━━ Data extract ━━

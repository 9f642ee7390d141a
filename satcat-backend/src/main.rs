use satcat_backend::config;
use satcat_backend::module::catalog::{
    enrich_per_object, fetch_sources, reconcile, PipelineSpec, SourceFormat,
};
use satcat_backend::module::export::{archive_raw, export_all};
use satcat_backend::module::fetch::{HttpFetcher, TextFetcher};

use anyhow::{Context, Result};
use std::time::Duration;

#[tokio::main]
async fn main() -> Result<()> {
    // Load configuration
    let config = config::read_config()?;

    // Initialize logging
    let _logging_guard = satcat_backend::logging::init_logging(
        &config.log_dir,
        "satcat-backend",
        &config.log_level,
        config.log_retention_days,
    )?;

    tracing::info!("Satcat backend starting, {} pipelines configured", config.pipelines.len());

    let fetcher = HttpFetcher::new(
        Duration::from_secs(config.request_timeout_secs),
        &config.user_agent,
    )
    .context("Failed to build HTTP client")?;
    let api_key = config.api_key();

    let mut failed = 0;
    for spec in &config.pipelines {
        if let Err(e) = run_one(config, spec, &fetcher, api_key.as_deref()).await {
            failed += 1;
            tracing::error!("Pipeline {} failed: {:#}", spec.name, e);
        }
    }

    if failed > 0 {
        anyhow::bail!("{} of {} pipelines failed", failed, config.pipelines.len());
    }

    tracing::info!("All pipelines complete");
    Ok(())
}

async fn run_one(
    config: &config::BackendConfig,
    spec: &PipelineSpec,
    fetcher: &dyn TextFetcher,
    api_key: Option<&str>,
) -> Result<()> {
    tracing::info!("Running pipeline {}", spec.name);

    let texts = fetch_sources(spec, fetcher)
        .await
        .context("Failed to fetch sources")?;

    if config.archive_raw {
        let extension = match spec.primary.format {
            SourceFormat::FixedWidthHtml { .. } => "html",
            SourceFormat::Csv => "csv",
            SourceFormat::Tle => "txt",
        };
        let prefix = spec.primary.label.to_lowercase();
        archive_raw(
            &config.archive_dir(),
            &prefix,
            extension,
            &texts.primary,
            texts.fetched_utc,
        )
        .await?;
    }

    let mut output = reconcile(spec, &texts).context("Failed to reconcile sources")?;
    enrich_per_object(spec, &mut output, fetcher, api_key)
        .await
        .context("Failed to fetch per-object TLE")?;

    let paths = export_all(&config.output_dir, &output).await?;

    tracing::info!(
        "Pipeline {} (run {}) wrote {} records: {:?}, {:?}, {:?}",
        output.name,
        output.run_id,
        output.records.len(),
        paths.csv,
        paths.json,
        paths.ddl
    );
    Ok(())
}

━━━

• _What you are asked to do_
Determine how many lines of the entries above carry the string "primary", and give that number alone.

• _Answer to this exercise_
3